The president of El Paso Community College and political, business, and community leaders also participate in the collaborative, one of six similar partnerships across the country known as "Community Compacts for Student Success.'' Launched by the Pew Charitable Trusts three years ago, the collaboratives seek to bolster communitywide cooperation to improve educational opportunity, especially for minority students.

'Historically Underserved'

In El Paso, such cooperation is badly needed, and the potential dividends are great.

The population of this southwest Texas border city is 70 percent Hispanic, 4 percent African-American, 1 percent Asian, and the remainder white. Approximately 20 percent of El Paso residents were born outside the United States, and Spanish is the primary language spoken in more than half the city's households.

El Paso "has been historically underserved in every way, shape, and form,'' including education, health care, and infrastructure, Natalicio says. With a per-capita income of $9,150 year, it ranks among the poorest of U.S. metropolitan areas, according to the U.S. Census Bureau.

In unincorporated rural communities just outside El Paso, some 70,000 people live without running water, sewers, or paved roads.

Such pervasive, communitywide problems in cities like El Paso are leading a growing number of educators nationwide to create school-university partnerships to respond to them.

A Syracuse University directory lists some 1,260 such alliances, and there are many more than that, says Bill Newell, a research assistant at the university's Center for Research and Information in School-College Partnerships.
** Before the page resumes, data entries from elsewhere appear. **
//! Port traits for infrastructure boundaries.
//!
//! Ports exist for:
//! - Host actions (the game client, or the simulated host)
//! - Clock (for testing)

mod host;
mod testing;

pub use host::{HostActions, HostError, HostEvent};
pub use testing::ClockPort;

#[cfg(test)]
pub use host::MockHostActions;

#[cfg(test)]
pub use testing::MockClockPort;
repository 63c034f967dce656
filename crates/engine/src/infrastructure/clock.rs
//! Clock implementations.

use crate::infrastructure::ports::ClockPort;
use chrono::{DateTime, Utc};

/// System clock - uses real time.
pub struct SystemClock;

impl SystemClock {
    pub fn new() -> Self {
        Self
    }
}

impl Default for SystemClock {
    fn default() -> Self {
        Self::new()
    }
}

impl ClockPort for SystemClock {
    fn now(&self) -> DateTime<Utc> {
        Utc::now()
    }
}

/// Fixed clock for testing.
#[cfg(test)]
pub struct FixedClock(pub DateTime<Utc>);

#[cfg(test)]
impl ClockPort for FixedClock {
    fn now(&self) -> DateTime<Utc> {
        self.0
    }
}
Many universities began their education-reform efforts with narrowly focused projects, much like the "adopt a school'' approaches embraced by corporations in the 1980's.

But this "first wave'' of school-college partnerships was even more limited in scope than the corporate efforts, says Kati Haycock, the director of the Education Trust at the American Association for Higher Education.

"[They] were almost 'adopt a kid' programs,'' she says. "Colleges and universities were working with [small groups of] high school and junior high kids who, with some extra help, might go on to college.''

While this patchwork collection of programs had some payoffs, Haycock says, the benefits seldom extended beyond the handful of students who participated in them.

In 1991, rather than support the creation of more "add on'' school-college programs, the Pew Charitable Trusts decided to launch the Community Compacts initiative.

The foundation hoped to forge regional superstructures that would unite educators from K-12 schools and higher-education institutions, parents, and business and community leaders to coordinate overall strategic planning in education, as well as specific outreach projects.

Their long-term goal: increasing the number of minority and disadvantaged students who obtain a postsecondary education.

In 1991, Pew awarded a $1.5 million grant to the A.A.H.E.'s Education Trust to administer the compacts program.

Ninety-two cities applied to receive $40,000 planning grants from Pew. Ten were selected: Boston; Birmingham, Ala.; El Paso; Gary, Ind.; Hartford, Conn.; Philadelphia; Phoenix; Portland, Ore.; Providence, R.I.; and Pueblo, Colo.

Pew has awarded three-year, $450,000 implementation grants to five of the cities, including El Paso. The Pew staff expects to recommend within the next couple of months that the foundation continue funding a sixth site.

A crucial part of the compacts' efforts will be gathering information about student achievement at all levels and using it to drive reform. The compacts will supplement such traditional benchmarks as dropout rates and S.A.T. scores with such additional factors as participation in college-preparatory classes by members of minority groups.

A 'Closed Loop'

Nestled beneath the southernmost range of the Rockies, the Franklin Mountains, and within walking distance of Juarez, Mexico, El Paso provides a fertile educational climate for such a school-college partnership.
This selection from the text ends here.